Эсеры были во многом близки к славянофильству; по крайней мере, точно так же они пшрузились с головой в поиск, бессмысленный и безрезультатный, «особого пути для России». Ульянов же по социальному происхождению (а отчасти и по крови) мог склониться скорее к западничеству, одной из разновидностей которого в русском восприятии и оказался марксизм. Собственно, к этой альтернативе в немногих ее вариациях традиционно сводилось едва ли не все предложение на российском «рынке идей». К чему призывал соотечественников, например, Достоевский, а несколько десятилетий спустя — Бердяев, Франк, Струве? «Обратиться к Христу»! Им ли, религиозным мыслителям, было не знать особенностей христианства в стране, где оно, в отличие от Европы, так и не срослось до конца с плотью и кровью народа, не впиталось в глубины национального духа? В здешних упованиях на жизнь по Нагорной проповеди реализма никак не больше, чем в большевистской вере в рай земной.
Но вот, предположим, уверовал человек в такую вещь, как неизбежность перехода от одного общественного строя к другому, обусловленная экономическими факторами. Священное писание коммунистов — «Капитал» гласит: «Капиталистический способ присвоения, вытекающий из капиталистического способа производства, а, следовательно, и капиталистическая собственность, есть первое отрицание индивидуальной частной собственности, основанной на собственном труде. Но капиталистическое производство порождает с необходимостью естественного процесса свое собственное отрицание. Это отрицание отрицания». Вывести человечество из диалектического тупика призван пролетариат, который упразднит одним махом и капиталистическое производство с рыночными институтами, и ту форму организации общества, что обусловлена оным производством.

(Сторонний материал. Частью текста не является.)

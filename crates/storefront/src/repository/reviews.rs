//! Review repository. Reviews are append-only.

use chrono::{DateTime, Utc};
use serde::{Deserialize, Serialize};
use tracing::instrument;

use ddh_masale_core::{Email, ProductId, Rating, Review, ReviewId, UserId};

use super::{REVIEWS_TABLE, RepositoryError, first_row, from_row, to_row};
use crate::backend::{Query, RemoteStore};

/// Row shape of the `reviews` table.
#[derive(Debug, Clone, Serialize, Deserialize)]
pub(crate) struct ReviewRecord {
    pub id: String,
    pub product_id: String,
    pub user_id: String,
    pub user_email: String,
    pub rating: i64,
    pub comment: String,
    pub created_at: DateTime<Utc>,
}

impl TryFrom<ReviewRecord> for Review {
    type Error = RepositoryError;

    fn try_from(r: ReviewRecord) -> Result<Self, Self::Error> {
        let user_email = Email::parse(&r.user_email).map_err(|e| {
            RepositoryError::DataCorruption(format!("invalid email in review {}: {e}", r.id))
        })?;
        let rating = Rating::new(r.rating).map_err(|e| {
            RepositoryError::DataCorruption(format!("review {}: {e}", r.id))
        })?;

        Ok(Self {
            id: ReviewId::new(r.id),
            product_id: ProductId::new(r.product_id),
            user_id: UserId::new(r.user_id),
            user_email,
            rating,
            comment: r.comment,
            created_at: r.created_at,
        })
    }
}

impl From<&Review> for ReviewRecord {
    fn from(r: &Review) -> Self {
        Self {
            id: r.id.to_string(),
            product_id: r.product_id.to_string(),
            user_id: r.user_id.to_string(),
            user_email: r.user_email.to_string(),
            rating: i64::from(r.rating.get()),
            comment: r.comment.clone(),
            created_at: r.created_at,
        }
    }
}

/// Repository for product reviews.
pub struct ReviewRepository<'a, S> {
    store: &'a S,
}

impl<'a, S: RemoteStore> ReviewRepository<'a, S> {
    /// Create a new review repository.
    #[must_use]
    pub const fn new(store: &'a S) -> Self {
        Self { store }
    }

    /// Reviews of one product, newest first.
    ///
    /// # Errors
    ///
    /// Returns `RepositoryError::Backend` if the read fails.
    /// Returns `RepositoryError::DataCorruption` if a row cannot be decoded.
    #[instrument(skip(self), fields(product_id = %product_id))]
    pub async fn list_for_product(
        &self,
        product_id: &ProductId,
    ) -> Result<Vec<Review>, RepositoryError> {
        self.store
            .select(
                REVIEWS_TABLE,
                &Query::new()
                    .eq("product_id", product_id)
                    .order_desc("created_at"),
            )
            .await?
            .into_iter()
            .map(decode)
            .collect()
    }

    /// Append a review.
    ///
    /// # Errors
    ///
    /// Returns `RepositoryError::Conflict` if the ID already exists.
    /// Returns `RepositoryError::Backend` for other backend errors.
    #[instrument(skip(self, review), fields(review_id = %review.id, product_id = %review.product_id))]
    pub async fn create(&self, review: &Review) -> Result<Review, RepositoryError> {
        let row = to_row(&ReviewRecord::from(review))?;
        let rows = self
            .store
            .insert(REVIEWS_TABLE, vec![row])
            .await
            .map_err(RepositoryError::from_write)?;

        decode(first_row(REVIEWS_TABLE, rows)?)
    }
}

fn decode(row: serde_json::Value) -> Result<Review, RepositoryError> {
    Review::try_from(from_row::<ReviewRecord>(REVIEWS_TABLE, row)?)
}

Любопытно, однако, процитировать этот фрагмент «Капитала» дальше: «[Отрицание отрицания] восстанавливает не частную собственность, а индивидуальную собственность на основе достижений капиталистической эры: на основе кооперации и общего владения землей и произведенными самим трудом средствами производства». И вот этими словами заканчивается основное содержание главнейшего марксистского текста! Который был доступен каждому, более того, обязателен для прочтения всеми, получавшими высшее образование. Показательно, что за все годы советской власти официальные идеологи так и не удосужились объяснить: почему на смену частной собственности придет непременно индивидуальная, а не какая-то еще, и как она должна выглядеть?
Усвоив подобную методологию сделался ли Ленин «лучшим и талантливейшим», а самое главное, единственным законным наследником немецкого мыслителя, как твердил десятилетиями советский научный коммунизм?
Нет, конечно. Совокупность взглядов и идей, которые когда-либо отстаивал Ленин, пересекалась с философией Маркса лишь отчасти. У основоположника он заимствовал постулаты о неизбежности гибели капитализма и победы социализма, упразднении частной собственности и буржуазного государства, о пролетариате — могильщике буржуазии. Но подлинным его «коньком» были создание партии революционеров (как точно определит Сталин — «ордена») и диктатура пролетариата, что напрямую из «Капитала» и его апокрифов никоим образом не вытекает. Если пофантазировать, то с подобной парой тезисов Ленин вполне бы мог бороться за революцию и в рядах эсеров. Пускай их орден отстаивал идею не «пролетарской», а скажем, «революционной диктатуры»: на деле речь шла об одном, поскольку диктатура того или иного меньшинства — феномен вполне реальный и хорошо известный в истории, а вот диктатура пролетарского класса в стране, где он, согласно Марксу, еще не оформился в этом качестве, — вещь совершенно фантастическая.